Integrating gene expression and GO classification for PCA by preclustering
© De Haan et al; licensee BioMed Central Ltd. 2010
- Received: 20 May 2009
- Accepted: 26 March 2010
- Published: 26 March 2010
Gene expression data can be analyzed by summarizing groups of individual gene expression profiles based on GO annotation information. The mean expression profile per group can then be used to identify interesting GO categories in relation to the experimental settings. However, the expression profiles present in GO classes are often heterogeneous, i.e., there are several different expression profiles within one class. As a result, important experimental findings can be obscured because the summarizing profile does not seem to be of interest. We propose to tackle this problem by finding homogeneous subclasses within GO categories: preclustering.
Two microarray datasets are analyzed. First, a selection of genes from a well-known Saccharomyces cerevisiae dataset is used. The GO class "cell wall organization and biogenesis" is shown as a specific example. After preclustering, this term can be associated with different phases in the cell cycle, where it could not be associated with a specific phase previously. Second, a dataset of differentiation of human Mesenchymal Stem Cells (MSC) into osteoblasts is used. For this dataset results are shown in which the GO term "skeletal development" is a specific example of a heterogeneous GO class for which better associations can be made after preclustering. The Intra Cluster Correlation (ICC), a measure of cluster tightness, is applied to identify relevant clusters.
We show that this method leads to an improved interpretability of results in Principal Component Analysis.
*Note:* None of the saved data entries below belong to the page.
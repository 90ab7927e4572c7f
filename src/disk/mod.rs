//! The disk IO actor: an independent task that owns all file handles and
//! performs block writes, piece verification, and resume-file style reads on
//! behalf of every torrent in the engine (spec.md §4.4).
//!
//! `Disk` itself lives in `io` and runs the event loop; this module defines
//! the command/alert vocabulary and `DiskHandle`, the cheaply cloneable
//! façade other components (`peer`, `torrent`) use to talk to it, mirroring
//! how the teacher splits `PeerSession` (actor) from its channel-based
//! collaborators.

pub mod error;
mod io;

use std::ops::Range;

use tokio::sync::mpsc;
use tokio::task;

use crate::conf::AllocationStrategy;
use crate::error::Error;
use crate::storage_info::StorageInfo;
use crate::{BlockInfo, FileIndex, PieceIndex, TorrentId};

use error::{NewTorrentError, ReadError, WriteError};

pub(crate) type CommandSender = mpsc::UnboundedSender<Command>;
pub(crate) type CommandReceiver = mpsc::UnboundedReceiver<Command>;
pub(crate) type AlertSender = mpsc::UnboundedSender<Alert>;
pub(crate) type AlertReceiver = mpsc::UnboundedReceiver<Alert>;
pub(crate) type TorrentAlertSender = mpsc::UnboundedSender<TorrentAlert>;
pub(crate) type TorrentAlertReceiver = mpsc::UnboundedReceiver<TorrentAlert>;

/// Commands sent to the disk task.
pub(crate) enum Command {
    /// Allocates a new torrent's on-disk file structure.
    NewTorrent {
        id: TorrentId,
        info: StorageInfo,
        piece_hashes: Vec<u8>,
        allocation: AllocationStrategy,
    },
    /// Queues a downloaded block for writing; once a piece's blocks are all
    /// present, the piece is hashed and, if valid, flushed to its files.
    WriteBlock {
        id: TorrentId,
        info: BlockInfo,
        data: Vec<u8>,
    },
    /// Reads a single block back from disk (e.g. to serve an upload
    /// request).
    ReadBlock {
        id: TorrentId,
        info: BlockInfo,
        notify: mpsc::UnboundedSender<Result<Vec<u8>, ReadError>>,
    },
    /// Reads an entire piece back from disk, verifying it against its
    /// expected hash as it's read (used when resuming from a partial
    /// download, spec.md §4.12).
    ReadPiece {
        id: TorrentId,
        piece_index: PieceIndex,
        notify: mpsc::UnboundedSender<Result<PieceReadOutcome, ReadError>>,
    },
    /// Re-verifies every piece of a torrent already on disk against its
    /// expected hashes, reporting the resulting bitfield of valid pieces.
    VerifyFiles {
        id: TorrentId,
        notify: mpsc::UnboundedSender<Result<Vec<bool>, ReadError>>,
    },
    /// Deletes all files (and any now-empty directories) belonging to a
    /// torrent.
    DeleteAll {
        id: TorrentId,
        notify: mpsc::UnboundedSender<std::io::Result<()>>,
    },
    /// Shuts down the disk task's event loop.
    Shutdown,
}

/// The outcome of reading back a whole piece from disk.
pub(crate) struct PieceReadOutcome {
    pub data: Vec<u8>,
    pub is_valid: bool,
}

/// Alerts sent by the disk task to the engine, not tied to a specific
/// torrent (e.g. allocation results, which gate whether a torrent can even
/// be registered).
pub(crate) enum Alert {
    /// The result of allocating a new torrent's file structure.
    TorrentAllocation(Result<TorrentAllocation, NewTorrentError>),
}

/// Returned alongside a successful torrent allocation: the id (echoed back
/// so the caller can correlate it) and the receiving end of that torrent's
/// private alert channel.
pub(crate) struct TorrentAllocation {
    pub id: TorrentId,
    pub alert_port: TorrentAlertReceiver,
}

/// Alerts scoped to a single torrent, delivered on its private channel.
pub(crate) enum TorrentAlert {
    /// The result of writing a batch of blocks (ultimately a whole piece)
    /// to disk.
    BatchWrite(Result<BatchWrite, WriteError>),
}

/// Reports which blocks were written as part of completing a piece, and
/// whether the piece turned out to be valid.
pub(crate) struct BatchWrite {
    pub blocks: Vec<BlockInfo>,
    pub is_piece_valid: Option<bool>,
}

/// A cheaply cloneable handle to the disk task, used by every other
/// component that needs to read or write torrent data.
#[derive(Clone)]
pub(crate) struct DiskHandle {
    cmd_chan: CommandSender,
}

impl DiskHandle {
    /// Spawns the disk task on a blocking-friendly thread and returns a
    /// handle to it along with the engine-wide alert receiver.
    pub fn spawn() -> crate::error::Result<(Self, AlertReceiver)> {
        let (mut disk, cmd_chan, alert_port) = io::Disk::new()?;
        task::spawn(async move {
            if let Err(e) = disk.start().await {
                log::error!("Disk task exited with error: {}", e);
            }
        });
        Ok((Self { cmd_chan }, alert_port))
    }

    pub fn allocate_new_torrent(
        &self,
        id: TorrentId,
        info: StorageInfo,
        piece_hashes: Vec<u8>,
        allocation: AllocationStrategy,
    ) -> Result<(), Error> {
        Ok(self.cmd_chan.send(Command::NewTorrent {
            id,
            info,
            piece_hashes,
            allocation,
        })?)
    }

    pub fn write_block(
        &self,
        id: TorrentId,
        info: BlockInfo,
        data: Vec<u8>,
    ) -> Result<(), Error> {
        Ok(self.cmd_chan.send(Command::WriteBlock { id, info, data })?)
    }

    pub async fn read_block(
        &self,
        id: TorrentId,
        info: BlockInfo,
    ) -> Result<Vec<u8>, Error> {
        let (notify, mut port) = mpsc::unbounded_channel();
        self.cmd_chan
            .send(Command::ReadBlock { id, info, notify })?;
        port.recv()
            .await
            .ok_or(Error::Channel)?
            .map_err(Error::Read)
    }

    pub async fn read_piece(
        &self,
        id: TorrentId,
        piece_index: PieceIndex,
    ) -> Result<PieceReadOutcome, Error> {
        let (notify, mut port) = mpsc::unbounded_channel();
        self.cmd_chan.send(Command::ReadPiece {
            id,
            piece_index,
            notify,
        })?;
        port.recv()
            .await
            .ok_or(Error::Channel)?
            .map_err(Error::Read)
    }

    pub async fn verify_files(&self, id: TorrentId) -> Result<Vec<bool>, Error> {
        let (notify, mut port) = mpsc::unbounded_channel();
        self.cmd_chan.send(Command::VerifyFiles { id, notify })?;
        port.recv()
            .await
            .ok_or(Error::Channel)?
            .map_err(Error::Read)
    }

    pub async fn delete_all(&self, id: TorrentId) -> Result<(), Error> {
        let (notify, mut port) = mpsc::unbounded_channel();
        self.cmd_chan.send(Command::DeleteAll { id, notify })?;
        port.recv().await.ok_or(Error::Channel)?.map_err(Error::Io)
    }

    pub fn shutdown(&self) -> Result<(), Error> {
        Ok(self.cmd_chan.send(Command::Shutdown)?)
    }
}

/// A left-inclusive range of file indices a piece overlaps with, used to
/// slice into a torrent's file handle vector.
pub(crate) type FileRange = Range<FileIndex>;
- Principal Component Analysis
- Gene Ontology
- Mesenchymal Stem Cell
- Bone Morphogenetic Protein
- Annotation Information
With the advent of large gene expression experiments, new methods of analysis have become necessary to extract relevant information from the data. Exploratory data analysis methods like cluster analysis are regularly used to examine the expression profiles [1–3]. Other methods use annotation information and look for overrepresentation in sets of significantly regulated genes [4–6]. A next step would be to associate relevant profiles with annotation information and experimental variables simultaneously. In this paper we will show advances in finding associations between annotation categories and experimental variables in microarray experiments.
One of the most extensive and systematic methods of categorizing information about genes is the Gene Ontology (GO) database . A problem when relating GO classes with expression profiles is the fact that the genes in these functional classes can have diverse expression profiles. This could mean that a class is not responding to the experimental factors and is not related to the specific biological settings. However, a second possibility is that interesting subgroups are silenced by other heterogeneous or anti-correlated expression profiles present within the class. This may obscure interesting relations. To address this problem, we propose to cluster the expression profiles of genes in every category, and select relevant clusters before applying Principal Component Analysis (PCA; ).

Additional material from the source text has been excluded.